阿部潤『忘却のサチコ 1』感想

 阿部潤さんの『忘却のサチコ』第1巻を読みました。

 以前漫画喫茶で読んだことがあったし何なら7巻だけ持っている意味が分からない状態なのですが、このたび第1巻(こちらもこれだけ)を手に入れたので、読みなおしてみました。

 

あらすじ

佐々木幸子、29歳。職業、文芸誌編集者。

仕事は順調、結婚も決まり、

これまで完璧な人生を送ってきた。

あの日までは・・・!!

 

おいしいものを食べた時に得られる

“忘却”の瞬間を求めて、

ありとあらゆる美食を追いかける!!

絶品グルメ・コメディー、開幕!!

 だそうです。
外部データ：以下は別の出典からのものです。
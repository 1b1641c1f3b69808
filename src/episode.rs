use rand::{seq::SliceRandom, Rng};

use crate::{
    decay::Decay,
    env::Mdp,
    error::SolverError,
    exploration::EpsilonGreedy,
    solver::QTable,
};

/// Default cap on the number of steps in one sampled episode
pub const DEFAULT_STEP_CAP: u32 = 100;

/// How a behavior policy chooses actions while sampling an episode
#[derive(Clone, Copy)]
pub enum Behavior<'a, D: Decay> {
    /// Uniformly random over the legal actions
    Uniform,
    /// Epsilon-greedy with respect to the current Q-table
    EpsilonGreedy(&'a EpsilonGreedy<D>),
}

/// One sampled trajectory through an MDP, stored as parallel vectors
///
/// `states[i]` is the state the agent was in when it took `actions[i]` and
/// received `rewards[i]`. The terminal state itself is not recorded.
#[derive(Debug, Clone, PartialEq, Default)]
pub struct Episode<S, A> {
    pub states: Vec<S>,
    pub actions: Vec<A>,
    pub rewards: Vec<f64>,
}

impl<S, A> Episode<S, A> {
    pub fn new() -> Self {
        Self {
            states: Vec::new(),
            actions: Vec::new(),
            rewards: Vec::new(),
        }
    }

    pub fn len(&self) -> usize {
        self.states.len()
    }

    pub fn is_empty(&self) -> bool {
        self.states.is_empty()
    }

    fn push(&mut self, state: S, action: A, reward: f64) {
        self.states.push(state);
        self.actions.push(action);
        self.rewards.push(reward);
    }

    /// The discounted return at every step, computed by one backward scan
    /// (`G[i] = rewards[i] + gamma * G[i + 1]`)
    pub fn returns(&self, gamma: f64) -> Vec<f64> {
        let mut returns = vec![0.0; self.len()];
        let mut g = 0.0;
        for (i, &reward) in self.rewards.iter().enumerate().rev() {
            g = reward + gamma * g;
            returns[i] = g;
        }
        returns
    }
}

/// Sample one episode by running `behavior` against the MDP
///
/// Starts from `start` if given, otherwise from a state drawn uniformly from
/// the full state set. The rollout ends at a terminal state or after
/// `step_cap` steps. `t` is the time the behavior policy's decay is
/// evaluated at.
pub fn sample_episode<M, D, R>(
    mdp: &M,
    q: &QTable<M::State, M::Action>,
    behavior: Behavior<D>,
    start: Option<M::State>,
    step_cap: u32,
    t: f64,
    rng: &mut R,
) -> Result<Episode<M::State, M::Action>, SolverError>
where
    M: Mdp,
    D: Decay,
    R: Rng + ?Sized,
{
    let states = mdp.states();
    let mut state = match start {
        Some(state) => state,
        None => *states.choose(rng).ok_or(SolverError::NoLegalActions)?,
    };

    let mut episode = Episode::new();
    let mut steps = 0;
    while !mdp.is_terminal(state) && steps <= step_cap {
        let legal = mdp.actions(state).into_iter().map(|(_, a)| a).collect::<Vec<_>>();
        let action = match behavior {
            Behavior::Uniform => *legal.choose(rng).ok_or(SolverError::NoLegalActions)?,
            Behavior::EpsilonGreedy(policy) => policy.select(q, state, &legal, t, rng)?,
        };
        let (next, reward) = mdp.step(state, action);
        episode.push(state, action, reward);
        state = next;
        steps += 1;
    }

    Ok(episode)
}

#[cfg(test)]
mod tests {
    use rand::{rngs::StdRng, SeedableRng};

    use super::*;
    use crate::{decay::Constant, gym::Chain};

    /// Two states cycling forever, never terminal
    struct Loop;

    impl Mdp for Loop {
        type State = u8;
        type Action = u8;

        fn gamma(&self) -> f64 {
            0.9
        }

        fn states(&self) -> Vec<u8> {
            vec![0, 1]
        }

        fn actions(&self, _state: u8) -> Vec<(f64, u8)> {
            vec![(1.0, 0)]
        }

        fn step(&self, state: u8, _action: u8) -> (u8, f64) {
            (1 - state, -1.0)
        }

        fn is_terminal(&self, _state: u8) -> bool {
            false
        }
    }

    #[test]
    fn returns_discount_backward() {
        let episode = Episode {
            states: vec![0, 1, 2],
            actions: vec![0, 0, 0],
            rewards: vec![1.0, 2.0, 4.0],
        };
        assert_eq!(episode.returns(0.5), vec![3.0, 4.0, 4.0]);
        assert_eq!(episode.returns(1.0), vec![7.0, 6.0, 4.0]);
    }

    #[test]
    fn uniform_rollout_terminates_on_chain() {
        let mdp = Chain::new(9);
        let q = QTable::new();
        let mut rng = StdRng::seed_from_u64(0);
        let episode = sample_episode(
            &mdp,
            &q,
            Behavior::<Constant>::Uniform,
            Some(1),
            DEFAULT_STEP_CAP,
            0.0,
            &mut rng,
        )
        .unwrap();
        assert!(!episode.is_empty());
        // walking and tramming both move strictly toward the end state
        assert!(episode.len() <= 8);
        assert_eq!(episode.states[0], 1);
    }

    #[test]
    fn step_cap_bounds_non_terminating_rollouts() {
        let mdp = Loop;
        let q = QTable::new();
        let mut rng = StdRng::seed_from_u64(1);
        let episode = sample_episode(&mdp, &q, Behavior::<Constant>::Uniform, None, 10, 0.0, &mut rng).unwrap();
        assert_eq!(episode.len(), 11);
    }
}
単行本の裏表紙に書かれているものをそのまま書き出しました。

 「あの日」がなんだったのかはさておき、なるほど「忘却」がテーマなのだな、と今気がつきました。タイトルにも「忘却」の文字が入っておりますが、「忘却」ね…。面白いです。

 

食べ物に限らず「忘却」できる何かを持とう

 サチコさんはあることがきっかけで、日常生活を送るなかで「煩悩」のようなものに襲われるようになってしまいます。煩悩のようなものと書きましたが、要は心ここにあらずの状態。仕事にも差支えが出て周りにも心配されるレベル。そんなサチコさんが束の間だとしても頭をまっさらにできる時間、それはとびっきり美味しいものを食べているとき…。ということで、話が進んでいく作品です。

 サチコさんはたまたま「美食」という手段に出会い、「忘却」することができる方法を図らずも知ることができたわけですが、別に「美食」に限らず、自分がどんな時に頭をまっさらにできるかを知ることは大切なことなのではないか、と思いました。例えばどんなときなのでしょう。私は運動しているときとか肉体を酷使しているときなど「忘却」しているかもしれませんね...。
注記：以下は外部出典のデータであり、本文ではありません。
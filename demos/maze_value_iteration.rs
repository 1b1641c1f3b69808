use tabular_rl::{
    env::Mdp,
    gym::Maze,
    solver::{ValueIteration, ValueIterationConfig},
};

fn main() -> Result<(), Box<dyn std::error::Error>> {
    env_logger::init();

    let maze = Maze::new();
    let mut solver = ValueIteration::new(ValueIterationConfig::default());
    let sweeps = solver.solve(&maze)?;
    println!("converged after {sweeps} sweeps");

    let mut state = maze.start_state();
    while !maze.is_terminal(state) {
        let action = solver.policy()[&state].expect("non-terminal states have an action");
        let (next, _) = maze.step(state, action);
        println!("{state:?} -> {next:?} by {action:?}");
        state = next;
    }

    Ok(())
}
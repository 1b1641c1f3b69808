//! Tabular solvers for finite Markov decision processes: exact dynamic
//! programming (policy iteration, value iteration) and model-free learning
//! (Monte Carlo control, SARSA, Q-learning, SARSA(λ), TD(0) prediction).
//!
//! Environments implement the [`env::Mdp`] trait; every solver consumes one
//! through that contract alone and produces a policy and/or value table.
//! All randomness flows through a caller-supplied [`rand::Rng`], so a seeded
//! generator makes a whole run reproducible.

/// Implementations of strategies for time-decaying hyperparameters
pub mod decay;

/// The MDP contract environments implement
pub mod env;

/// Sampled trajectories
pub mod episode;

/// Error types
pub mod error;

/// Exploration policies
pub mod exploration;

/// Toy environments
pub mod gym;

/// Implemented solver algorithms
pub mod solver;

mod util;
//! Handler for the external cron entry point. Platforms without durable
//! in-process schedulers (or operators who prefer an external trigger) can
//! hit this route from a scheduler job; it runs the same sweep the
//! background loop does.

use axum::extract::State;
use axum::http::header::AUTHORIZATION;
use axum::http::HeaderMap;
use axum::Json;
use chrono::Utc;
use consulta_core::error::CoreError;

use crate::background::reminders::{run_sweep, SweepOutcome};
use crate::error::{AppError, AppResult};
use crate::state::AppState;

/// GET /api/v1/cron/reminders
///
/// Protected by a shared secret rather than a user token: the caller must
/// send `Authorization: Bearer <CRON_SECRET>`.
pub async fn trigger_reminders(
    State(state): State<AppState>,
    headers: HeaderMap,
) -> AppResult<Json<SweepOutcome>> {
    let expected = format!("Bearer {}", state.config.cron_secret);
    let presented = headers
        .get(AUTHORIZATION)
        .and_then(|value| value.to_str().ok());

    if presented != Some(expected.as_str()) {
        return Err(AppError::Core(CoreError::Unauthorized(
            "Invalid cron secret".into(),
        )));
    }

    let outcome = run_sweep(&state.pool, &state.mailer, Utc::now()).await?;
    Ok(Json(outcome))
}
 「忘却」の時を持たないと、人間は色々と不都合なことが起こりそう。ストレス発散という言葉もあるように、内に溜まった何かは放出しないとダメなものもあるのではないかと思います。

 

忘却の仕組み

 サチコさんの忘却っぷりをみてみると、忘却するには「集中力」が必要なのかなと思いました。夢中になること。目の前の対象にのみ意識を向けて、雑念を振り払うこと。美食については、とんでもなくおいしいことが集中力をもたらす存在なのでしょうな。

 

 

 グルメ漫画は世にたくさんあって、「その料理とてもおいしい」というシンプルなことを表現することは同じであるように思われるのに、そのシンプルなことに向かうアプローチが様々なのは、面白いところかもしれません。ただおいしいというよりも、説得力が増すからなのか。多くある作品を分けるのはそのアプローチの仕方、というのも面白いと思いました。

 

『忘却のサチコ 1』を読みました。